For these reasons I decline to make a conditional order under para 98 providing for the discharge of the Administrators from liability. As it will now be necessary for the Administrators to return to court to seek an order for their discharge in the event that the CVA successfully completes, and it has not been suggested that there is any benefit to the administration in making a stand-alone conditional order providing for the administration to be brought to an end under para 79 without also making an order for the Administrators’ discharge, I need not consider that limb of the application any further. Both heads of relief can be sought once it is known whether and when the CVA has successfully completed.
Postscript
After this judgment was circulated in draft, the court received an email from Mr Bowen requesting that the application for discharge be stood over to be restored to the court at the Administrators’ request when the administration has completed to be dealt with on paper. A similar direction to this was made by Hildyard J in relation to LBUKRE at [102] of the judgment discussed above. For essentially the same reasons as those for which I have declined to make a conditional order, I also decline to stand the application over. This case is considerably more complex than that of LBUKRE with too many moving parts to make such a course appropriate. In particular, in LBUKRE, there was only one proposed out-of-court exit route from administration under para 84, whereas in this case how the administration will end is currently an open question, which depends on whether or not the CVA successfully completes.
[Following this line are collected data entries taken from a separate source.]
use super::FeatureError;
use super::graph::{base_features, graph_feature_names, graph_width};
use crate::core::models::element::{AtomicProperty, Element};
use crate::core::models::matrix::FeatureMatrix;
use crate::core::models::structure::Structure;
use itertools::Itertools;
use nalgebra::DMatrix;
use std::collections::BTreeSet;
use std::str::FromStr;
use tracing::{debug, instrument};

#[cfg(feature = "parallel")]
use rayon::prelude::*;

/// Default bonding buffer (Angstroms) added to covalent radii when detecting bonds.
pub const DEFAULT_BOND_BUFFER: f64 = 0.2;

/// One family of features produced for every structure.
#[derive(Debug, Clone, PartialEq)]
pub enum FeatureKind {
    /// Coulomb-matrix eigenvalues, sorted descending and zero-padded.
    EigenSpectrum,
    /// Atomic masses, sorted descending and zero-padded.
    ElementMass,
    /// Atom counts per element.
    Composition,
    /// Mean interatomic distance for each element pair.
    Distance,
    /// Coordination fingerprints, optionally weighted by atomic properties.
    Graph {
        properties: Vec<AtomicProperty>,
        bond_buffer: f64,
    },
}

impl FromStr for FeatureKind {
    type Err = FeatureError;

    /// Parses a feature family name. `graph` yields an unweighted fingerprint with the
    /// default bond buffer.
    fn from_str(s: &str) -> Result<Self, Self::Err> {
        match s.to_ascii_lowercase().replace('_', "-").as_str() {
            "eigenspectrum" | "eigen-spectrum" | "coulomb" => Ok(FeatureKind::EigenSpectrum),
            "element-mass" | "mass" => Ok(FeatureKind::ElementMass),
            "composition" => Ok(FeatureKind::Composition),
            "distance" => Ok(FeatureKind::Distance),
            "graph" => Ok(FeatureKind::Graph {
                properties: Vec::new(),
                bond_buffer: DEFAULT_BOND_BUFFER,
            }),
            _ => Err(FeatureError::UnknownKind(s.to_string())),
        }
    }
}

#[derive(Debug, Clone, PartialEq)]
struct FittedShape {
    max_atoms: usize,
    elements: Vec<u8>,
}

/// Produces fixed-width feature vectors for variable-size structures.
///
/// The generator must be fitted on every structure that will later be featurized
/// (typically train and test together) so that the padding length and the element list
/// are shared and all matrices have the same width.
#[derive(Debug, Clone, PartialEq)]
pub struct FeatureGenerator {
    kinds: Vec<FeatureKind>,
    shape: Option<FittedShape>,
}

impl FeatureGenerator {
    pub fn new(kinds: Vec<FeatureKind>) -> Result<Self, FeatureError> {
        if kinds.is_empty() {
            return Err(FeatureError::NoFeatureKinds);
        }
        Ok(Self { kinds, shape: None })
    }

    /// Creates and fits a generator in one step.
    pub fn fitted(kinds: Vec<FeatureKind>, structures: &[Structure]) -> Result<Self, FeatureError> {
        let mut generator = Self::new(kinds)?;
        generator.fit(structures)?;
        Ok(generator)
    }

    pub fn kinds(&self) -> &[FeatureKind] {
        &self.kinds
    }

    /// Records the largest atom count and the sorted set of elements.
    pub fn fit(&mut self, structures: &[Structure]) -> Result<(), FeatureError> {
        if structures.is_empty() {
            return Err(FeatureError::EmptyInput);
        }
        let mut elements = BTreeSet::new();
        for atom in structures.iter().flat_map(|s| s.atoms()) {
            Element::by_number(atom.number)?;
            elements.insert(atom.number);
        }
        let max_atoms = structures.iter().map(Structure::len).max().unwrap_or(0);

        debug!(
            max_atoms,
            elements = elements.len(),
            "Feature generator fitted."
        );
        self.shape = Some(FittedShape {
            max_atoms,
            elements: elements.into_iter().collect(),
        });
        Ok(())
    }

    pub fn max_atoms(&self) -> Option<usize> {
        self.shape.as_ref().map(|s| s.max_atoms)
    }

    pub fn elements(&self) -> Option<&[u8]> {
        self.shape.as_ref().map(|s| s.elements.as_slice())
    }

    fn shape(&self) -> Result<&FittedShape, FeatureError> {
        // An unfitted generator behaves like one fitted on nothing.
        self.shape.as_ref().ok_or(FeatureError::EmptyInput)
    }

    /// Total number of features per structure.
    pub fn width(&self) -> Result<usize, FeatureError> {
        let shape = self.shape()?;
        let m = shape.elements.len();
        Ok(self
            .kinds
            .iter()
            .map(|kind| match kind {
                FeatureKind::EigenSpectrum | FeatureKind::ElementMass => shape.max_atoms,
                FeatureKind::Composition => m,
                FeatureKind::Distance => m * (m + 1) / 2,
                FeatureKind::Graph { properties, .. } => graph_width(m) * (1 + properties.len()),
            })
            .sum())
    }

    /// Column names in generation order.
    pub fn names(&self) -> Result<Vec<String>, FeatureError> {
        let shape = self.shape()?;
        let symbol = |z: u8| Element::by_number(z).map(|e| e.symbol).unwrap_or("X");
        let mut names = Vec::new();
        for kind in &self.kinds {
            match kind {
                FeatureKind::EigenSpectrum => {
                    names.extend((0..shape.max_atoms).map(|i| format!("eig_{}", i)))
                }
                FeatureKind::ElementMass => {
                    names.extend((0..shape.max_atoms).map(|i| format!("mass_{}", i)))
                }
                FeatureKind::Composition => names.extend(
                    shape
                        .elements
                        .iter()
                        .map(|&z| format!("comp_{}", symbol(z))),
                ),
                FeatureKind::Distance => names.extend(
                    element_pairs(&shape.elements)
                        .map(|(a, b)| format!("dist_{}_{}", symbol(a), symbol(b))),
                ),
                FeatureKind::Graph { properties, .. } => {
                    names.extend(graph_feature_names(&shape.elements, "graph"));
                    for property in properties {
                        let prefix = format!("graph_{}", property.as_str().replace('-', "_"));
                        names.extend(graph_feature_names(&shape.elements, &prefix));
                    }
                }
            }
        }
        Ok(names)
    }

    /// Feature vector of a single structure.
    pub fn vector(&self, structure: &Structure) -> Result<Vec<f64>, FeatureError> {
        let shape = self.shape()?;
        if structure.len() > shape.max_atoms {
            return Err(FeatureError::StructureTooLarge {
                unique_id: structure.unique_id().to_string(),
                atoms: structure.len(),
                max: shape.max_atoms,
            });
        }
        for atom in structure.atoms() {
            if shape.elements.binary_search(&atom.number).is_err() {
                return Err(FeatureError::UnseenElement {
                    unique_id: structure.unique_id().to_string(),
                    symbol: atom.element()?.symbol,
                });
            }
        }

        let mut fp = Vec::new();
        for kind in &self.kinds {
            match kind {
                FeatureKind::EigenSpectrum => {
                    fp.extend(padded(eigenspectrum(structure), shape.max_atoms))
                }
                FeatureKind::ElementMass => {
                    fp.extend(padded(sorted_masses(structure)?, shape.max_atoms))
                }
                FeatureKind::Composition => fp.extend(composition(structure, &shape.elements)),
                FeatureKind::Distance => fp.extend(mean_distances(structure, &shape.elements)),
                FeatureKind::Graph {
                    properties,
                    bond_buffer,
                } => fp.extend(base_features(
                    structure,
                    &shape.elements,
                    properties,
                    *bond_buffer,
                )?),
            }
        }
        Ok(fp)
    }

    /// Feature matrix for a set of structures, one row per structure.
    #[instrument(skip_all, name = "feature_generation")]
    pub fn generate(&self, structures: &[Structure]) -> Result<FeatureMatrix, FeatureError> {
        let width = self.width()?;

        #[cfg(feature = "parallel")]
        let rows: Vec<Vec<f64>> = structures
            .par_iter()
            .map(|s| self.vector(s))
            .collect::<Result<_, _>>()?;

        #[cfg(not(feature = "parallel"))]
        let rows: Vec<Vec<f64>> = structures
            .iter()
            .map(|s| self.vector(s))
            .collect::<Result<_, _>>()?;

        let names = self.names()?;
        let found = names.len();
        let data = DMatrix::from_fn(rows.len(), width, |r, c| rows[r][c]);
        debug!(rows = rows.len(), width, "Feature matrix generated.");
        FeatureMatrix::new(data, names).ok_or(FeatureError::WidthMismatch {
            expected: width,
            found,
        })
    }
}

fn element_pairs(elements: &[u8]) -> impl Iterator<Item = (u8, u8)> + '_ {
    elements
        .iter()
        .copied()
        .tuple_combinations()
        .chain(elements.iter().map(|&e| (e, e)))
        .sorted()
}

fn padded(mut values: Vec<f64>, len: usize) -> Vec<f64> {
    values.resize(len, 0.0);
    values
}

/// Eigenvalues of the Coulomb matrix, largest first.
pub fn eigenspectrum(structure: &Structure) -> Vec<f64> {
    let n = structure.len();
    if n == 0 {
        return Vec::new();
    }
    let z: Vec<f64> = structure.atoms().iter().map(|a| a.number as f64).collect();
    let coulomb = DMatrix::from_fn(n, n, |i, j| {
        if i == j {
            0.5 * z[i].powf(2.4)
        } else {
            let d = structure.distance(i, j);
            if d > 1e-8 { z[i] * z[j] / d } else { 0.0 }
        }
    });
    let mut eig: Vec<f64> = coulomb.symmetric_eigenvalues().iter().copied().collect();
    eig.sort_by(|a, b| b.partial_cmp(a).unwrap_or(std::cmp::Ordering::Equal));
    eig
}

fn sorted_masses(structure: &Structure) -> Result<Vec<f64>, FeatureError> {
    let mut masses = structure
        .atoms()
        .iter()
        .map(|a| a.element().map(|e| e.mass))
        .collect::<Result<Vec<_>, _>>()?;
    masses.sort_by(|a, b| b.partial_cmp(a).unwrap_or(std::cmp::Ordering::Equal));
    Ok(masses)
}

fn composition(structure: &Structure, elements: &[u8]) -> Vec<f64> {
    elements
        .iter()
        .map(|&e| structure.atoms().iter().filter(|a| a.number == e).count() as f64)
        .collect()
}

fn mean_distances(structure: &Structure, elements: &[u8]) -> Vec<f64> {
    let atoms = structure.atoms();
    element_pairs(elements)
        .map(|(a, b)| {
            let (total, count) = (0..atoms.len())
                .tuple_combinations()
                .filter(|&(i, j)| {
                    let (zi, zj) = (atoms[i].number, atoms[j].number);
                    (zi == a && zj == b) || (zi == b && zj == a)
                })
                .fold((0.0, 0usize), |(t, c), (i, j)| {
                    (t + structure.distance(i, j), c + 1)
                });
            if count == 0 { 0.0 } else { total / count as f64 }
        })
        .collect()
}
Further, unlike the position in LBUKRE, I would need to stand over not only the application for the Administrators’ discharge from liability under para 98 of Sch B1 but also an application under para 79 for the Administrators’ appointments to cease to have effect. These are not applications that are generally dealt with on paper and I do not consider that matters are sufficiently progressed to be able to deviate from the usual course in this case.